My take on volunteering at a children's home in Nepal.
I arrive to Kathmandu at 9:30pm. This is my first time in Asia. I have no expectations but coming out of the airport I am still a little stunned by the fuss outside of it. There is a crowd of what seems at first sight like a couple of hundreds of people. The crowd is loud shouting out ''Taxi'' or ''Kathmandu''. It takes me a few moments to notice a sign with my name and recognize Sujan, who was picking me up from the airport but before I do, I am approached by a lad who offers to get me a taxi. I refuse politely and walk in the direction of Sujan, to my surprise, so does the lad. They say a few words to each other which makes me think, they are acquainted, especially when he starts following us in the direction of the taxi. He opens my door and wishes to help me with my bag. ''Is he your friend?'' I ask Sujan. ''No, he just wants to get some money from you'' he tells me. And off we drive into the dark streets of Kathmandu.There is no or very few street lights on our way so I can only see the road in a narrow strip of light projected by the taxi. After a 30 minute ride we get off into the pitch dark mud road and I follow Sujan through a slim passage, across a courtyard and inside a wooden door. The house is already asleep, we are only greeted by friendly tail wiggles of 3 sleepy dogs and I am left to get some rest in a small but cozy room on the top floor of the ''Innovative Social Center and Children's Home Nepal''. Next morning I am woken up by the noise of children laughing, dogs barking and women shouting across the yard. It is 6am and it's a perfect time to become a volunteer!

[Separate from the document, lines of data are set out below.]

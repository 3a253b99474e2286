//! ServiceBlueprint - Config Loader output
//!
//! Describes the complete service configuration: listener, failover policy,
//! dead-letter destination and the fixed list of shard backends.

use serde::{Deserialize, Serialize};
use std::collections::HashMap;
use std::path::PathBuf;
use std::time::Duration;
use validator::Validate;

/// Config version
#[derive(Debug, Clone, Copy, PartialEq, Eq, Default, Serialize, Deserialize)]
pub enum ConfigVersion {
    #[default]
    V1,
}

/// Complete service blueprint
///
/// Shard order is significant: the router maps keys to positions in
/// `shards`, so reordering or resizing the list remaps stored data.
#[derive(Debug, Clone, Serialize, Deserialize, Validate)]
pub struct ServiceBlueprint {
    #[serde(default)]
    pub version: ConfigVersion,

    #[serde(default)]
    #[validate(nested)]
    pub server: ServerConfig,

    #[serde(default)]
    #[validate(nested)]
    pub failover: FailoverConfig,

    #[serde(default)]
    #[validate(nested)]
    pub dead_letter: DeadLetterConfig,

    /// Shard backends, at least one
    #[validate(length(min = 1), nested)]
    pub shards: Vec<ShardConfig>,
}

/// HTTP listener settings
#[derive(Debug, Clone, Serialize, Deserialize, Validate)]
pub struct ServerConfig {
    /// Listen address (e.g., "0.0.0.0:8888")
    #[serde(default = "default_listen_addr")]
    #[validate(length(min = 1))]
    pub listen_addr: String,

    /// Largest accepted request body
    #[serde(default = "default_max_body_bytes")]
    #[validate(range(min = 1))]
    pub max_body_bytes: usize,

    /// How long shutdown waits for in-flight writes
    #[serde(default = "default_shutdown_grace_ms")]
    pub shutdown_grace_ms: u64,

    /// Prometheus exporter port (None = disabled)
    #[serde(default)]
    pub metrics_port: Option<u16>,
}

impl ServerConfig {
    pub fn shutdown_grace(&self) -> Duration {
        Duration::from_millis(self.shutdown_grace_ms)
    }
}

impl Default for ServerConfig {
    fn default() -> Self {
        Self {
            listen_addr: default_listen_addr(),
            max_body_bytes: default_max_body_bytes(),
            shutdown_grace_ms: default_shutdown_grace_ms(),
            metrics_port: None,
        }
    }
}

fn default_listen_addr() -> String {
    "0.0.0.0:8888".to_string()
}

fn default_max_body_bytes() -> usize {
    16 * 1024 * 1024
}

fn default_shutdown_grace_ms() -> u64 {
    10_000
}

/// Retry policy for transient backend failures
#[derive(Debug, Clone, Serialize, Deserialize, Validate)]
pub struct FailoverConfig {
    /// Attempts per failover round
    #[serde(default = "default_max_attempts")]
    #[validate(range(min = 1))]
    pub max_attempts: u32,

    /// Delay between attempts within a round
    #[serde(default = "default_retry_delay_ms")]
    pub retry_delay_ms: u64,

    /// Pause before each round
    #[serde(default = "default_round_pause_ms")]
    pub round_pause_ms: u64,

    /// Rounds before the event is abandoned (0 = retry forever)
    #[serde(default = "default_max_rounds")]
    pub max_rounds: u32,
}

impl FailoverConfig {
    pub fn retry_delay(&self) -> Duration {
        Duration::from_millis(self.retry_delay_ms)
    }

    pub fn round_pause(&self) -> Duration {
        Duration::from_millis(self.round_pause_ms)
    }

    /// Round cap, `None` when retrying forever
    pub fn round_limit(&self) -> Option<u32> {
        (self.max_rounds > 0).then_some(self.max_rounds)
    }
}

impl Default for FailoverConfig {
    fn default() -> Self {
        Self {
            max_attempts: default_max_attempts(),
            retry_delay_ms: default_retry_delay_ms(),
            round_pause_ms: default_round_pause_ms(),
            max_rounds: default_max_rounds(),
        }
    }
}

fn default_max_attempts() -> u32 {
    60
}

fn default_retry_delay_ms() -> u64 {
    5_000
}

fn default_round_pause_ms() -> u64 {
    1_000
}

fn default_max_rounds() -> u32 {
    1
}

/// Where abandoned events are recorded
#[derive(Debug, Clone, Serialize, Deserialize, Validate)]
pub struct DeadLetterConfig {
    /// JSONL file; abandoned events are only kept in memory when unset
    #[serde(default)]
    pub path: Option<PathBuf>,

    /// Most recent letters kept in memory; older ones survive only in `path`
    #[serde(default = "default_recent_limit")]
    #[validate(range(min = 1))]
    pub recent_limit: usize,
}

impl Default for DeadLetterConfig {
    fn default() -> Self {
        Self {
            path: None,
            recent_limit: default_recent_limit(),
        }
    }
}

fn default_recent_limit() -> usize {
    1_000
}

/// Backend kind of one shard
#[derive(Debug, Clone, Copy, PartialEq, Eq, Serialize, Deserialize)]
#[serde(rename_all = "snake_case")]
pub enum BackendType {
    /// Process-local map
    Memory,
    /// Append-only JSONL file
    File,
    /// Logs documents only
    Log,
}

/// Shard configuration
#[derive(Debug, Clone, Serialize, Deserialize, Validate)]
pub struct ShardConfig {
    /// Unique shard name
    #[validate(length(min = 1))]
    pub name: String,

    pub backend_type: BackendType,

    /// Backend specific parameters (e.g., `path` for file backends)
    #[serde(default)]
    pub params: HashMap<String, String>,
}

As I walk down the stairs I am greeted by 11 tight hugs and a collective ''Good morning, Sister!''. I meet and get surrounded by 11 wonderful children of the Children's Home Nepal. For the next 2 weeks I became a part of a big loving Nepali family, living with them and learning from them every day. The volunteer routine consists of waking the kids up at 6:30 am (sometimes I was the one they were waking up), making sure they clean up their rooms, finish off their homework, help with the chores around the house, the girls would help in the kitchen, the boys would bring the water from the yard. After breakfast we walk the kids to the school bus and wish them a good day. Kids go to school 6 days a week, Saturdays and every 3rd Sunday are free. When the children get home from school, we help them with their homework, play some games, dance, paint or do some handcraft, meditate and the house falls asleep after the dinner. Every day I watched these kids and admired how caring of one another they were, how obedient, how eager to learn.
The Innovative Social Center and The Children's Home Nepal have been founded and run by Periyar Family tree years ago. The Father of the Family is serving the Nepali army and is currently a volunteer at the UN in Sudan. Thus the responsibility of the Mommy, younger sister, 11 kids, 2 grandparents and 3 dogs lies on the shoulders of Sujan, who himself is only 22 years of age.
Sujan is studying to become an Engineer, it will be a useful profession in the future since his 10 year plan includes a construction of a boarding school for the orphans and the underprivileged children of Kathmandu. At his young age Sujan is the director of the charitable organization called Innovative Social Center, which not only takes care of his Family run Children's Home but constantly seeks other ways to help the children of Nepal. During my stay on this project we have gone together to visit two other children's homes in Kathmandu to offer help, bring food, donate clothes and spend some time with the children. age.
There is a school in the beautiful Nuwakot district (30 km away from Kathmandu) that was destroyed during the earthquake of 2015. Sujan helped building a temporary bamboo construction to host the school with it's 65 pupils and is currently sponsoring 10 of the poorest children's education at this school.
Sujan's mind is always full of ideas about new projects, among which is the medical base-camp he is currently working on. He had contacted a medical clinic which, together with medical volunteers will form a team insuring regular health check-ups for the street children and the children's homes of Kathmandu. In order to support the activity of this organization, Sujan relies on the volunteer weekly contribution but also constantly works on fund-raising initiatives such as producing hammocks, necklaces and T-shirts to sell.
Personally, I consider myself lucky to have met Sujan as he is one of kindest most caring and generous people I know. Sujan says ''I want to become a Millionaire''. How greedy of him one might think. But then he adds ''Then I could help a million people in need!''.